All the entries, exactly as they read, must be written out again.

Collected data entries

Start of Block

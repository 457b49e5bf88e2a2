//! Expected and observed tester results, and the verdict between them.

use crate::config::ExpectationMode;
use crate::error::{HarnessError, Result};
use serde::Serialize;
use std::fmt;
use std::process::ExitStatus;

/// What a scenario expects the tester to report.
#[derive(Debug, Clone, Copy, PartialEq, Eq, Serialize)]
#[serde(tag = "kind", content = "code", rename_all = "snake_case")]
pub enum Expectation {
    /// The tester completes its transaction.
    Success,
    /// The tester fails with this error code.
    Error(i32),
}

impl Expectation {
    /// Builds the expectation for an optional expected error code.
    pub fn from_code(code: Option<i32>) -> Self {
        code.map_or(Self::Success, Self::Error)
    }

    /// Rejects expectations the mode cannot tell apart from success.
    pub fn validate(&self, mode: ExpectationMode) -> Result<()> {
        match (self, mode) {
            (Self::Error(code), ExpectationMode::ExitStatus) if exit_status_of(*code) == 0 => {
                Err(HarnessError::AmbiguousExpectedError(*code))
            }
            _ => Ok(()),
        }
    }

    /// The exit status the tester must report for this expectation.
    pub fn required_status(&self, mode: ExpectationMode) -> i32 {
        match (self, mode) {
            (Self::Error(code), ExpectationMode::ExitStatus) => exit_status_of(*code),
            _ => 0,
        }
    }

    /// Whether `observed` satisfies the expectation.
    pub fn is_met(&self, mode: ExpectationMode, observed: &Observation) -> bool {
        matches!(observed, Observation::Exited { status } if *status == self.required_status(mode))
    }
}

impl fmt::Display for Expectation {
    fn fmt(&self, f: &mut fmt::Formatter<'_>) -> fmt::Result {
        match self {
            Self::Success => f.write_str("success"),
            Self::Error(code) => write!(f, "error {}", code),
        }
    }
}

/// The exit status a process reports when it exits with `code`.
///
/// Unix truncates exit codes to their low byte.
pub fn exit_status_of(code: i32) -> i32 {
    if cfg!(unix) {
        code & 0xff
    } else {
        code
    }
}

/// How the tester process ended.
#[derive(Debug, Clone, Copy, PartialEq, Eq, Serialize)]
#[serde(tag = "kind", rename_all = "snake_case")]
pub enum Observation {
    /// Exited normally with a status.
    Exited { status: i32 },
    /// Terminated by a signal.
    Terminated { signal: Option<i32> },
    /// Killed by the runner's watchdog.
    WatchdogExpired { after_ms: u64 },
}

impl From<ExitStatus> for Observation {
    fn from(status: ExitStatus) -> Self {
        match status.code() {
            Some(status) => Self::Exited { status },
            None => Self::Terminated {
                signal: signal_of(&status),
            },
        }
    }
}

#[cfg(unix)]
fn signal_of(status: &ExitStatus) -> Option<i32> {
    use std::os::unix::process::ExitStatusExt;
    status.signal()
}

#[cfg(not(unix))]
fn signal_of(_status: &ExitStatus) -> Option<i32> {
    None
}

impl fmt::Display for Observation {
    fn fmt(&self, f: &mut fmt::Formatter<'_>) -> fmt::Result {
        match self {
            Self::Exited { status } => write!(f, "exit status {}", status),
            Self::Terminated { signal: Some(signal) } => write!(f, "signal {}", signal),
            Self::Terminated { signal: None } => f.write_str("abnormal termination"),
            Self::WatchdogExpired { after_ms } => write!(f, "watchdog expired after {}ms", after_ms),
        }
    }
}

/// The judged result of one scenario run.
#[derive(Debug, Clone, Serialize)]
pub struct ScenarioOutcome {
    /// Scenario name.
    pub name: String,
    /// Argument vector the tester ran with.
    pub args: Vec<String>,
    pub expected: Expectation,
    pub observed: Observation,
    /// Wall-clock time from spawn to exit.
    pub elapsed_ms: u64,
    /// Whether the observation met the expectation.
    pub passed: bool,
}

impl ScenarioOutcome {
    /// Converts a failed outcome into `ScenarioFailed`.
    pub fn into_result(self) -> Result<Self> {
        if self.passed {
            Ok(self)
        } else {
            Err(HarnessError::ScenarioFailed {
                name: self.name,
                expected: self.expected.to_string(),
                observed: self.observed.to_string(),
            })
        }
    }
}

End of Block

> OUTPUT OF THE EXERCISE
repository 457b49e5bf88e2a2
//! Expected and observed tester results, and the verdict between them.

use crate::config::ExpectationMode;
use crate::error::{HarnessError, Result};
use serde::Serialize;
use std::fmt;
use std::process::ExitStatus;

/// What a scenario expects the tester to report.
#[derive(Debug, Clone, Copy, PartialEq, Eq, Serialize)]
#[serde(tag = "kind", content = "code", rename_all = "snake_case")]
pub enum Expectation {
    /// The tester completes its transaction.
    Success,
    /// The tester fails with this error code.
    Error(i32),
}

impl Expectation {
    /// Builds the expectation for an optional expected error code.
    pub fn from_code(code: Option<i32>) -> Self {
        code.map_or(Self::Success, Self::Error)
    }

    /// Rejects expectations the mode cannot tell apart from success.
    pub fn validate(&self, mode: ExpectationMode) -> Result<()> {
        match (self, mode) {
            (Self::Error(code), ExpectationMode::ExitStatus) if exit_status_of(*code) == 0 => {
                Err(HarnessError::AmbiguousExpectedError(*code))
            }
            _ => Ok(()),
        }
    }

    /// The exit status the tester must report for this expectation.
    pub fn required_status(&self, mode: ExpectationMode) -> i32 {
        match (self, mode) {
            (Self::Error(code), ExpectationMode::ExitStatus) => exit_status_of(*code),
            _ => 0,
        }
    }

    /// Whether `observed` satisfies the expectation.
    pub fn is_met(&self, mode: ExpectationMode, observed: &Observation) -> bool {
        matches!(observed, Observation::Exited { status } if *status == self.required_status(mode))
    }
}

impl fmt::Display for Expectation {
    fn fmt(&self, f: &mut fmt::Formatter<'_>) -> fmt::Result {
        match self {
            Self::Success => f.write_str("success"),
            Self::Error(code) => write!(f, "error {}", code),
        }
    }
}

/// The exit status a process reports when it exits with `code`.
///
/// Unix truncates exit codes to their low byte.
pub fn exit_status_of(code: i32) -> i32 {
    if cfg!(unix) {
        code & 0xff
    } else {
        code
    }
}

/// How the tester process ended.
#[derive(Debug, Clone, Copy, PartialEq, Eq, Serialize)]
#[serde(tag = "kind", rename_all = "snake_case")]
pub enum Observation {
    /// Exited normally with a status.
    Exited { status: i32 },
    /// Terminated by a signal.
    Terminated { signal: Option<i32> },
    /// Killed by the runner's watchdog.
    WatchdogExpired { after_ms: u64 },
}

impl From<ExitStatus> for Observation {
    fn from(status: ExitStatus) -> Self {
        match status.code() {
            Some(status) => Self::Exited { status },
            None => Self::Terminated {
                signal: signal_of(&status),
            },
        }
    }
}

#[cfg(unix)]
fn signal_of(status: &ExitStatus) -> Option<i32> {
    use std::os::unix::process::ExitStatusExt;
    status.signal()
}

#[cfg(not(unix))]
fn signal_of(_status: &ExitStatus) -> Option<i32> {
    None
}

impl fmt::Display for Observation {
    fn fmt(&self, f: &mut fmt::Formatter<'_>) -> fmt::Result {
        match self {
            Self::Exited { status } => write!(f, "exit status {}", status),
            Self::Terminated { signal: Some(signal) } => write!(f, "signal {}", signal),
            Self::Terminated { signal: None } => f.write_str("abnormal termination"),
            Self::WatchdogExpired { after_ms } => write!(f, "watchdog expired after {}ms", after_ms),
        }
    }
}

/// The judged result of one scenario run.
#[derive(Debug, Clone, Serialize)]
pub struct ScenarioOutcome {
    /// Scenario name.
    pub name: String,
    /// Argument vector the tester ran with.
    pub args: Vec<String>,
    pub expected: Expectation,
    pub observed: Observation,
    /// Wall-clock time from spawn to exit.
    pub elapsed_ms: u64,
    /// Whether the observation met the expectation.
    pub passed: bool,
}

impl ScenarioOutcome {
    /// Converts a failed outcome into `ScenarioFailed`.
    pub fn into_result(self) -> Result<Self> {
        if self.passed {
            Ok(self)
        } else {
            Err(HarnessError::ScenarioFailed {
                name: self.name,
                expected: self.expected.to_string(),
                observed: self.observed.to_string(),
            })
        }
    }
}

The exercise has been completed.